─── The records ───

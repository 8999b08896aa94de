//! Thai ID card relay
//!
//! [`Relay`] drives one reader through its connection lifecycle
//! (`Disconnected`, `Connecting`, `Connected`, `Ready`), reads cards with
//! bounded retries, and relays the results to a remote controller through a
//! [`thaiid_bridge::Bridge`]. Commands polled from the controller flow into
//! the relay over a channel it owns.
//!
//! ```no_run
//! use thaiid_relay::{PcscHost, Relay, RelayConfig};
//!
//! # async fn example() -> Result<(), Box<dyn std::error::Error>> {
//! let relay = Relay::new(PcscHost::new(None)?, RelayConfig::new("counter-1", "secret"));
//! relay.connect_bridge("192.168.1.139:8080").await;
//! relay.initialize().await;
//!
//! let mut status = relay.subscribe();
//! while status.changed().await.is_ok() {
//!     println!("{}", status.borrow().message);
//! }
//! # Ok(())
//! # }
//! ```

mod config;
mod error;
mod host;
mod messages;
mod relay;
mod state;

pub use config::{RelayConfig, RelayTimings};
pub use error::RelayError;
pub use host::{Authorization, PcscHost, ReaderHost};
pub use relay::Relay;
pub use state::{ConnectionState, RelayStatus};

───

- Exercise directions -
An exact copy of the data is needed.

- Output below -
repository 8999b08896aa94de
//! Thai ID card relay
//!
//! [`Relay`] drives one reader through its connection lifecycle
//! (`Disconnected`, `Connecting`, `Connected`, `Ready`), reads cards with
//! bounded retries, and relays the results to a remote controller through a
//! [`thaiid_bridge::Bridge`]. Commands polled from the controller flow into
//! the relay over a channel it owns.
//!
//! ```no_run
//! use thaiid_relay::{PcscHost, Relay, RelayConfig};
//!
//! # async fn example() -> Result<(), Box<dyn std::error::Error>> {
//! let relay = Relay::new(PcscHost::new(None)?, RelayConfig::new("counter-1", "secret"));
//! relay.connect_bridge("192.168.1.139:8080").await;
//! relay.initialize().await;
//!
//! let mut status = relay.subscribe();
//! while status.changed().await.is_ok() {
//!     println!("{}", status.borrow().message);
//! }
//! # Ok(())
//! # }
//! ```

mod config;
mod error;
mod host;
mod messages;
mod relay;
mod state;

pub use config::{RelayConfig, RelayTimings};
pub use error::RelayError;
pub use host::{Authorization, PcscHost, ReaderHost};
pub use relay::Relay;
pub use state::{ConnectionState, RelayStatus};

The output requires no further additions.